Newly hired general manager Chris Ballard is like a parent who comes home with LEGOs scattered all over the house that former GM Ryan Grigson left behind for him to step on and clean up himself. Remember this is not an over exaggeration, this is the same Grigson who traded the Colts first-round pick in the stacked 2014 draft for Trent Richardson.

Then that leaves owner Jim Irsay, perhaps the face of the prescription drug problem in the NFL. A man with many glaring incidences in his past is the poster-boy for instability at the top of an organization.

This disarray the Colts organization finds itself in, from top to bottom, directly lead to the absurd mishandling of a generational talent has gone on for long enough. Now while some speculate that Luck might want out of Indianapolis, he isn’t going anywhere anytime soon. Luck seems to want stability for the franchise he was drafted by, but to get that, where do they turn? Well, a great place to start is just up north in Ann Arbor.

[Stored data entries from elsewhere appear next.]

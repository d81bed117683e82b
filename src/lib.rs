// NOC Seeder - Resumable loader for occupational classification data
// Copyright (c) 2025 NOC Seeder Contributors
// Licensed under the MIT License

//! # NOC Seeder
//!
//! Loads occupational classification unit groups, regional employment
//! outlooks and educational programs from source files into a relational
//! store, and links programs to the unit groups they lead to.
//!
//! ## Overview
//!
//! This library provides the core functionality for:
//! - **Reading** program and unit group JSON and the outlook spreadsheet
//! - **Normalizing** classification codes, ratings, dates and credentials
//! - **Writing** every entity through idempotent upserts with retry
//! - **Resuming** interrupted runs from stored row counts
//!
//! ## Architecture
//!
//! - [`cli`] - Command-line interface and argument parsing
//! - [`core`] - Run coordinator, resume calculation, batch executor, seeders
//! - [`adapters`] - Store backends, source readers, checkpoint storage
//! - [`domain`] - Identifiers, records, entities and errors
//! - [`config`] - Configuration management
//! - [`logging`] - Structured logging
//!
//! ## Quick Start
//!
//! ```rust,no_run
//! use noc_seeder::adapters::database::create_backends;
//! use noc_seeder::adapters::source::FileSourceProvider;
//! use noc_seeder::config::load_config;
//! use noc_seeder::core::coordinator::RunCoordinator;
//! use std::sync::Arc;
//!
//! #[tokio::main]
//! async fn main() -> Result<(), Box<dyn std::error::Error>> {
//!     let config = load_config("seed.toml")?;
//!     let backends = create_backends(&config, false)?;
//!     let sources = Arc::new(FileSourceProvider::new(&config.sources));
//!
//!     let report = RunCoordinator::new(&config, backends, sources, false)
//!         .run()
//!         .await?;
//!
//!     println!("Created {} records", report.total_created);
//!     std::process::exit(report.exit_code());
//! }
//! ```
//!
//! ## Resumption
//!
//! Each entity family is re-read from the start of its source collection
//! and the first `min(stored rows, source length)` records are bypassed.
//! This assumes source order is stable between runs and that earlier runs
//! wrote a prefix of the collection; a checkpoint fingerprint mismatch is
//! logged as a warning.
//!
//! ## Error Handling
//!
//! Fallible operations return [`domain::Result`], backed by
//! [`domain::SeedError`]. Store primitives return [`domain::StoreResult`]
//! so that unique violations, missing rows and transient failures can be
//! told apart by the retry policy.

pub mod adapters;
pub mod cli;
pub mod config;
pub mod core;
pub mod domain;
pub mod logging;
//! Error types for Skypost

use std::path::PathBuf;

use thiserror::Error;

pub type Result<T> = std::result::Result<T, SkypostError>;

#[derive(Error, Debug)]
pub enum SkypostError {
    #[error("Configuration error: {0}")]
    Config(#[from] ConfigError),

    #[error("Credential error: {0}")]
    Credential(#[from] CredentialError),

    #[error("Platform error: {0}")]
    Platform(#[from] PlatformError),

    #[error("Image error: {0}")]
    Image(#[from] ImageError),

    #[error("{0}")]
    Validation(String),

    #[error("Image file not found: {}", .0.display())]
    NotFound(PathBuf),

    #[error("Invalid input: {0}")]
    InvalidInput(String),
}

#[derive(Error, Debug)]
pub enum ConfigError {
    #[error("Failed to read config file: {0}")]
    ReadError(#[from] std::io::Error),

    #[error("Failed to parse config: {0}")]
    ParseError(#[from] toml::de::Error),

    #[error("Missing required field: {0}")]
    MissingField(String),

    #[error("Invalid value for {field}: {reason}")]
    InvalidValue { field: String, reason: String },
}

#[derive(Error, Debug)]
pub enum CredentialError {
    #[error("OS keyring unavailable: {0}")]
    KeyringUnavailable(String),

    #[error("Keyring error: {0}")]
    Keyring(String),

    #[error("Prompt failed: {0}")]
    Prompt(#[from] std::io::Error),
}

#[derive(Error, Debug)]
pub enum ImageError {
    #[error("Not a valid image file: {}", .0.display())]
    InvalidImage(PathBuf),

    #[error("Error converting image {}: {source}", .path.display())]
    Conversion {
        path: PathBuf,
        #[source]
        source: image::ImageError,
    },

    #[error("IO error on {}: {source}", .path.display())]
    Io {
        path: PathBuf,
        #[source]
        source: std::io::Error,
    },
}

#[derive(Error, Debug, Clone)]
pub enum PlatformError {
    #[error("Authentication failed: {0}")]
    Authentication(String),

    #[error("Not authenticated")]
    NotAuthenticated,

    #[error("Request rejected: {0}")]
    Validation(String),

    #[error("Posting failed: {0}")]
    Posting(String),

    #[error("Network error: {0}")]
    Network(String),

    #[error("Rate limit exceeded: {0}")]
    RateLimit(String),

    #[error("Invalid response: {0}")]
    InvalidResponse(String),
}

Jim Harbaugh might be the perfect fit to bring the Colts back into relevancy. First let’s discuss the obvious, Harbaugh played for Indianapolis from 1994-97 and coached Luck at Stanford. There are about six elite coaches in college football right now: Nick Saban, Dabo Swinney, Jimbo Fisher, Urban Meyer, David Shaw and Harbaugh. And though Harbaugh hasn’t coached in a national title game, he did lead a team to a Super Bowl appearance.

Harbaugh is a proven winner in the NFL after completely changing the culture in San Francisco. He built the 49ers into NFC powerhouse with a fast and hard-hitting defense and an offense predicated on physicality and a power running game with Colts current running back Frank Gore.

This physical identity is exactly what this soft Colts team needs. Imagine a team with a healthy Andrew Luck, a physically imposing defense and a run-heavy offense that lets Luck roll out of the pocket and work on play action. That sounds like a team that in a weak division and a top-heavy conference could make a deep playoff run.

Harbaugh could be Andrew Luck’s savior in Indianapolis, but would he want to be? We know Harbaugh doesn’t stay in one place very long (San Diego 2004-06, Stanford 2007-10, San Francisco 2011-d14, and Michigan 2015-present) so history shows he could be on the move again sooner rather than later. We also know Harbaugh is the ultimate competitor and will want another shot at the next level.

Maybe Harbaugh will wait for his second tour of the NFL until a more stable organization comes calling, and nobody would blame him. Does Dallas move on from Jason Garrett if he continues to lose in the playoffs? Bill O’Brien is on the hot seat after a slow start in Houston. Even Chicago, the organization who drafted him with the 26th overall pick in 1987, seems like a potential landing spot in the future. But if you are the Colts, you better call Harbaugh, and you better give him all the control he wants so he can save your superstar.